Le court-métrage psychédélique «Entr’acte» réalisé en 1924 par René Clair aux Etats-Unis sur un scénario de Picabia, invite à une fête de l’imagination et de l’’immoralité. Univers burlesque, facéties, les images tourbillonnent au fil des surexpositions. La caméra, œil moqueur ou voyeur, se balade avec impertinence. Grinçant est le rire lorsqu’un cercueil avance tout seul et finit par s’emballer ou que le convoi est conduit par un dromadaire. Facétieux est le regard qui se faufile sous les jupes des danseuses au pays des femmes à barbe. Trublion est le propos lorsqu’un faux cul-de-jatte monté sur roulettes se transforme en formule 1.
Le grand saut a lieu à la fin lorsque le chef d’orchestre-magicien fait disparaître les gens autour de lui avant de traverser l’écran, déchirant le mot FIN.

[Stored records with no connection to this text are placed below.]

use std::path::PathBuf;
use clap::Parser;
use log::LevelFilter;

/// Log level used for the console logger
pub const LOG_LEVEL: LevelFilter = LevelFilter::Info;

/// Command line configuration
#[derive(Parser, Debug)]
#[command(name = "weather-chart", version)]
#[command(about = "Generate chart.html from weather_history JSON files")]
pub struct Config {
    /// Directory containing JSON history files
    #[arg(long, default_value = "weather_history")]
    pub input_dir: PathBuf,

    /// Output HTML file path
    #[arg(long, default_value = "chart.html")]
    pub output: PathBuf,
}
//! Host-facing history interface

use std::path::Path;

use crate::Result;

/// Interface version this crate was built against.
///
/// The plugin factory refuses to hand out stores to hosts asking for any
/// other version.
pub const HISTORY_VERSION: u32 = 1;

/// Capability set the job manager depends on.
///
/// All methods block the calling thread until the cluster answers. They may
/// be called concurrently from several threads. `put`, `delete` and `get_all`
/// are silent no-ops while the store is not initialized.
pub trait History: Send + Sync {
    /// Load the config at `config_path`, connect and prepare statements
    fn initialize(&self, config_path: &Path) -> Result<()>;

    /// Release the connection and forget the config. Idempotent.
    fn shutdown(&self);

    /// Insert or overwrite the record for `key`
    fn put(&self, key: &str, value: &str) -> Result<()>;

    /// Remove the record for `key`
    fn delete(&self, key: &str) -> Result<()>;

    /// Invoke `callback(job_id, job_descr)` for every stored record, in
    /// cursor order, on the calling thread
    fn get_all(&self, callback: &mut dyn FnMut(&str, &str)) -> Result<()>;
}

«Est-il fréquent qu’un homme tellement épris d’une femme quitte l’écran pour la rejoindre?». Dans le film de Woody Allen «La Rose pourpre du Caire» (1985) objet multi-temporel, Tom Baxter l’explorateur n’attend pas longtemps pour quitter l’écran. Serveuse rêveuse, Cécilia est venue voir le film plusieurs fois. Il l’a remarquée. A la dix-septième minute il franchit la barrière pour venir prendre Cécilia par la main et l’emmener dans une zone entre réalité et fiction.

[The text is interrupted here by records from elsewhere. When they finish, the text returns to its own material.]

//! Cluster session manager
//!
//! [`DbConnection`] owns every native resource of one connection lifetime:
//! the cluster descriptor, the session, the insert and delete statements, and
//! the runtime the driver futures run on. Each resource is released exactly
//! once, when the last `Arc<DbConnection>` holder drops it.

use std::future::Future;
use tokio::runtime::Runtime;

use crate::driver::{ClusterDriver, ClusterSession, Prepared};
use crate::DriverError;

/// Connection state shared between concurrent history operations
pub struct DbConnection<D: ClusterDriver> {
    cluster: Option<D::Cluster>,
    session: Option<D::Session>,
    prepared_insert: Option<Prepared<D>>,
    prepared_delete: Option<Prepared<D>>,
    /// Declared last so it outlives every resource above
    runtime: Runtime,
}

impl<D: ClusterDriver> DbConnection<D> {
    /// Create an empty connection driven by `runtime`
    pub fn new(runtime: Runtime) -> Self {
        Self {
            cluster: None,
            session: None,
            prepared_insert: None,
            prepared_delete: None,
            runtime,
        }
    }

    pub fn set_cluster(&mut self, cluster: D::Cluster) {
        self.cluster = Some(cluster);
    }

    pub fn set_session(&mut self, session: D::Session) {
        self.session = Some(session);
    }

    pub fn set_prepared_insert(&mut self, prepared: Prepared<D>) {
        self.prepared_insert = Some(prepared);
    }

    pub fn set_prepared_delete(&mut self, prepared: Prepared<D>) {
        self.prepared_delete = Some(prepared);
    }

    pub fn cluster(&self) -> Option<&D::Cluster> {
        self.cluster.as_ref()
    }

    pub fn session(&self) -> Option<&D::Session> {
        self.session.as_ref()
    }

    pub fn prepared_insert(&self) -> Option<&Prepared<D>> {
        self.prepared_insert.as_ref()
    }

    pub fn prepared_delete(&self) -> Option<&Prepared<D>> {
        self.prepared_delete.as_ref()
    }

    /// Session and both statements are in place
    pub fn is_ready(&self) -> bool {
        self.session.is_some() && self.prepared_insert.is_some() && self.prepared_delete.is_some()
    }

    /// Block the calling thread until `future` resolves.
    ///
    /// Must not be called from inside an async context.
    pub fn block_on<F: Future>(&self, future: F) -> F::Output {
        self.runtime.block_on(future)
    }

    /// Connect a session to the stored cluster descriptor
    pub fn connect(&mut self, driver: &D) -> Result<(), DriverError> {
        let cluster = self
            .cluster
            .as_ref()
            .ok_or_else(|| DriverError::new("cluster descriptor not set"))?;
        let session = self.runtime.block_on(driver.connect(cluster))?;
        self.session = Some(session);
        Ok(())
    }

    /// Prepare `statement` on the connected session
    pub fn prepare(&self, statement: &str) -> Result<Prepared<D>, DriverError> {
        let session = self
            .session
            .as_ref()
            .ok_or_else(|| DriverError::new("session is not connected"))?;
        self.runtime.block_on(session.prepare(statement))
    }
}

impl<D: ClusterDriver> Drop for DbConnection<D> {
    fn drop(&mut self) {
        // Driver resources may own background tasks; release them in context.
        let _guard = self.runtime.enter();

        if let Some(session) = self.session.take() {
            drop(session);
            tracing::debug!("History session released");
        }
        if let Some(cluster) = self.cluster.take() {
            drop(cluster);
            tracing::debug!("History cluster descriptor released");
        }
        if let Some(prepared) = self.prepared_insert.take() {
            drop(prepared);
            tracing::debug!("History insert statement released");
        }
        if let Some(prepared) = self.prepared_delete.take() {
            drop(prepared);
            tracing::debug!("History delete statement released");
        }
    }
}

Les quiproquos et les bonnes phrases s’enchainent. Scénario soutenu par des emboîtements subtils, la fiction se mue en réalité et le cinéma en théâtre. Le fond philosophique permet au metteur en scène de mettre en parallèle le concret et le fantasme tout comme les points divergents entre la vraie vie et l’idéal. Ainsi, lors de leur premier baiser, l’acteur s’étonne de ne pas voir un fondu-enchainé tandis que Cécilia, entrainée malgré elle dans le film lorsque Tom Baxter revient sur le plateau annoncer la fin de son rôle, lâche cette phrase «je me sens plus légère en personnage imaginaire». Ce processus d’instabilité permet de confronter l’acteur Gil Shepherd avec son personnage jusqu’à les faire se battre.
«Perfect but not real» ou «toujours bien coiffé, c’est l’avantage d’être un personnage imaginaire», Woody Allen en maître d’aphorismes ne se prive pas de glisser quelques idées au passage.

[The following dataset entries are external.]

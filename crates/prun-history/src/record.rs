//! Stored job records

use serde::{Deserialize, Serialize};

/// One row of the `prun.jobs` table.
///
/// `job_descr` is an opaque payload; the store never looks inside it.
#[derive(Debug, Clone, PartialEq, Eq, Hash, Serialize, Deserialize)]
pub struct JobRecord {
    pub job_id: String,
    pub job_descr: String,
}

impl JobRecord {
    pub fn new(job_id: impl Into<String>, job_descr: impl Into<String>) -> Self {
        Self {
            job_id: job_id.into(),
            job_descr: job_descr.into(),
        }
    }
}
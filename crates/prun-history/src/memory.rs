//! In-process cluster driver
//!
//! Keeps the jobs table in a shared map and counts every live cluster
//! descriptor, session and prepared statement, so tests can check that a
//! connection lifetime releases all of its resources. Failures and latency
//! can be injected per operation kind.
//!
//! The driver is cheap to clone; clones share the table, the counters and
//! the injected behaviour.

use async_trait::async_trait;
use futures::StreamExt;
use parking_lot::{Mutex, RwLock};
use std::collections::BTreeMap;
use std::sync::atomic::{AtomicUsize, Ordering};
use std::sync::Arc;
use std::time::Duration;

use crate::driver::{ClusterDriver, ClusterSession, RowStream};
use crate::{DriverError, JobRecord};

/// Live resource counter that decrements when dropped
#[derive(Debug)]
struct Tracked(Arc<AtomicUsize>);

impl Tracked {
    fn acquire(counter: &Arc<AtomicUsize>) -> Self {
        counter.fetch_add(1, Ordering::SeqCst);
        Self(Arc::clone(counter))
    }
}

impl Drop for Tracked {
    fn drop(&mut self) {
        self.0.fetch_sub(1, Ordering::SeqCst);
    }
}

#[derive(Debug, Default)]
struct LiveResources {
    clusters: Arc<AtomicUsize>,
    sessions: Arc<AtomicUsize>,
    prepared: Arc<AtomicUsize>,
}

/// Injected failures and delays
#[derive(Debug, Clone, Default)]
struct Behaviour {
    connect_error: Option<String>,
    prepare_error: Option<String>,
    execute_error: Option<String>,
    query_error: Option<String>,
    row_error: Option<(usize, String)>,
    latency: Option<Duration>,
}

/// Statement recognised by the memory session
#[derive(Debug, Clone, Copy, PartialEq, Eq)]
pub enum StatementKind {
    Insert,
    Delete,
}

/// Cluster descriptor of the memory driver
#[derive(Debug)]
pub struct MemoryCluster {
    contact_points: Vec<String>,
    _live: Tracked,
}

impl MemoryCluster {
    pub fn contact_points(&self) -> &[String] {
        &self.contact_points
    }
}

/// Prepared statement of the memory driver
#[derive(Debug)]
pub struct MemoryPrepared {
    kind: StatementKind,
    _live: Tracked,
}

impl MemoryPrepared {
    pub fn kind(&self) -> StatementKind {
        self.kind
    }
}

/// Session of the memory driver
pub struct MemorySession {
    table: Arc<RwLock<BTreeMap<String, String>>>,
    behaviour: Arc<Mutex<Behaviour>>,
    prepared_counter: Arc<AtomicUsize>,
    _live: Tracked,
}

/// In-memory [`ClusterDriver`]
#[derive(Clone, Default)]
pub struct MemoryDriver {
    table: Arc<RwLock<BTreeMap<String, String>>>,
    live: Arc<LiveResources>,
    behaviour: Arc<Mutex<Behaviour>>,
    connections: Arc<Mutex<Vec<Vec<String>>>>,
}

impl MemoryDriver {
    pub fn new() -> Self {
        Self::default()
    }

    /// Make every following connect fail with `message`
    pub fn fail_connect(&self, message: impl Into<String>) {
        self.behaviour.lock().connect_error = Some(message.into());
    }

    /// Make every following prepare fail with `message`
    pub fn fail_prepare(&self, message: impl Into<String>) {
        self.behaviour.lock().prepare_error = Some(message.into());
    }

    /// Make every following execute fail with `message`
    pub fn fail_execute(&self, message: impl Into<String>) {
        self.behaviour.lock().execute_error = Some(message.into());
    }

    /// Make every following query fail with `message`
    pub fn fail_query(&self, message: impl Into<String>) {
        self.behaviour.lock().query_error = Some(message.into());
    }

    /// Let following queries yield `rows` rows, then fail with `message`
    pub fn fail_rows_after(&self, rows: usize, message: impl Into<String>) {
        self.behaviour.lock().row_error = Some((rows, message.into()));
    }

    /// Delay every execute by `latency`
    pub fn set_latency(&self, latency: Duration) {
        self.behaviour.lock().latency = Some(latency);
    }

    /// Drop all injected failures and delays
    pub fn reset_behaviour(&self) {
        *self.behaviour.lock() = Behaviour::default();
    }

    pub fn live_clusters(&self) -> usize {
        self.live.clusters.load(Ordering::SeqCst)
    }

    pub fn live_sessions(&self) -> usize {
        self.live.sessions.load(Ordering::SeqCst)
    }

    pub fn live_prepared(&self) -> usize {
        self.live.prepared.load(Ordering::SeqCst)
    }

    /// Sum of all live resources
    pub fn live_resources(&self) -> usize {
        self.live_clusters() + self.live_sessions() + self.live_prepared()
    }

    /// Contact points of every successful connect, oldest first
    pub fn connections(&self) -> Vec<Vec<String>> {
        self.connections.lock().clone()
    }

    /// Current table contents ordered by job id
    pub fn records(&self) -> Vec<JobRecord> {
        self.table
            .read()
            .iter()
            .map(|(job_id, job_descr)| JobRecord::new(job_id.clone(), job_descr.clone()))
            .collect()
    }
}

fn statement_kind(statement: &str) -> Option<StatementKind> {
    let verb = statement.split_whitespace().next()?.to_ascii_uppercase();
    match verb.as_str() {
        "INSERT" => Some(StatementKind::Insert),
        "DELETE" => Some(StatementKind::Delete),
        _ => None,
    }
}

#[async_trait]
impl ClusterDriver for MemoryDriver {
    type Cluster = MemoryCluster;
    type Session = MemorySession;

    fn new_cluster(&self, contact_points: &[String]) -> MemoryCluster {
        MemoryCluster {
            contact_points: contact_points.to_vec(),
            _live: Tracked::acquire(&self.live.clusters),
        }
    }

    async fn connect(&self, cluster: &MemoryCluster) -> Result<MemorySession, DriverError> {
        let error = self.behaviour.lock().connect_error.clone();
        if let Some(message) = error {
            return Err(DriverError::new(message));
        }
        self.connections.lock().push(cluster.contact_points.clone());

        Ok(MemorySession {
            table: Arc::clone(&self.table),
            behaviour: Arc::clone(&self.behaviour),
            prepared_counter: Arc::clone(&self.live.prepared),
            _live: Tracked::acquire(&self.live.sessions),
        })
    }
}

#[async_trait]
impl ClusterSession for MemorySession {
    type Prepared = MemoryPrepared;

    async fn prepare(&self, statement: &str) -> Result<MemoryPrepared, DriverError> {
        let error = self.behaviour.lock().prepare_error.clone();
        if let Some(message) = error {
            return Err(DriverError::new(message));
        }
        let kind = statement_kind(statement)
            .ok_or_else(|| DriverError::new(format!("unsupported statement: {}", statement)))?;

        Ok(MemoryPrepared {
            kind,
            _live: Tracked::acquire(&self.prepared_counter),
        })
    }

    async fn execute(&self, prepared: &MemoryPrepared, params: &[&str]) -> Result<(), DriverError> {
        let (error, latency) = {
            let behaviour = self.behaviour.lock();
            (behaviour.execute_error.clone(), behaviour.latency)
        };
        if let Some(latency) = latency {
            tokio::time::sleep(latency).await;
        }
        if let Some(message) = error {
            return Err(DriverError::new(message));
        }

        match (prepared.kind, params) {
            (StatementKind::Insert, [job_id, job_descr]) => {
                self.table
                    .write()
                    .insert(job_id.to_string(), job_descr.to_string());
                Ok(())
            }
            (StatementKind::Delete, [job_id]) => {
                self.table.write().remove(*job_id);
                Ok(())
            }
            (kind, _) => Err(DriverError::new(format!(
                "{:?} statement bound with {} values",
                kind,
                params.len()
            ))),
        }
    }

    async fn query_rows(&self, statement: &str) -> Result<RowStream, DriverError> {
        let (error, row_error) = {
            let behaviour = self.behaviour.lock();
            (behaviour.query_error.clone(), behaviour.row_error.clone())
        };
        if let Some(message) = error {
            return Err(DriverError::new(message));
        }
        if !statement.trim_start().to_ascii_uppercase().starts_with("SELECT") {
            return Err(DriverError::new(format!("not a query: {}", statement)));
        }

        let mut rows: Vec<Result<JobRecord, DriverError>> = self
            .table
            .read()
            .iter()
            .map(|(job_id, job_descr)| Ok(JobRecord::new(job_id.clone(), job_descr.clone())))
            .collect();
        if let Some((after, message)) = row_error {
            rows.truncate(after);
            rows.push(Err(DriverError::new(message)));
        }
        Ok(futures::stream::iter(rows).boxed())
    }
}
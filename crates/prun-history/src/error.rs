//! Error types for the history store
//!
//! Every variant carries the human readable description reported by the
//! cluster driver (or by the config loader), so hosts can log it verbatim.

use thiserror::Error;

/// Result type alias for history operations
pub type Result<T> = std::result::Result<T, HistoryError>;

/// History store error type
#[derive(Error, Debug, Clone, PartialEq, Eq)]
pub enum HistoryError {
    /// Config file missing, unparsable, or without usable `remotes`
    #[error("Config error: {0}")]
    Config(String),

    /// The session could not connect to the cluster
    #[error("Connection error: {0}")]
    Connection(String),

    /// The cluster refused to prepare a statement
    #[error("Preparation error: {0}")]
    Preparation(String),

    #[error("Write error: {0}")]
    Write(String),

    #[error("Delete error: {0}")]
    Delete(String),

    #[error("Read error: {0}")]
    Read(String),
}

/// Failure reported by a cluster driver
#[derive(Error, Debug, Clone, PartialEq, Eq)]
#[error("{message}")]
pub struct DriverError {
    message: String,
}

impl DriverError {
    pub fn new(message: impl Into<String>) -> Self {
        Self {
            message: message.into(),
        }
    }

    /// Driver supplied description
    pub fn message(&self) -> &str {
        &self.message
    }
}

impl From<String> for DriverError {
    fn from(message: String) -> Self {
        Self { message }
    }
}

impl From<&str> for DriverError {
    fn from(message: &str) -> Self {
        Self::new(message)
    }
}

Cependant, plus qu’un film sur le vrai et le non-vrai, «La Rose pourpre du Caire» semble traiter surtout de la lutte des classes, de la distribution des «rôles réels» et de l’assignation de chacune et chacun à son destin, doré façon Hollywood ou sombre quotidien éclairé par le rêve éternel du cinéma.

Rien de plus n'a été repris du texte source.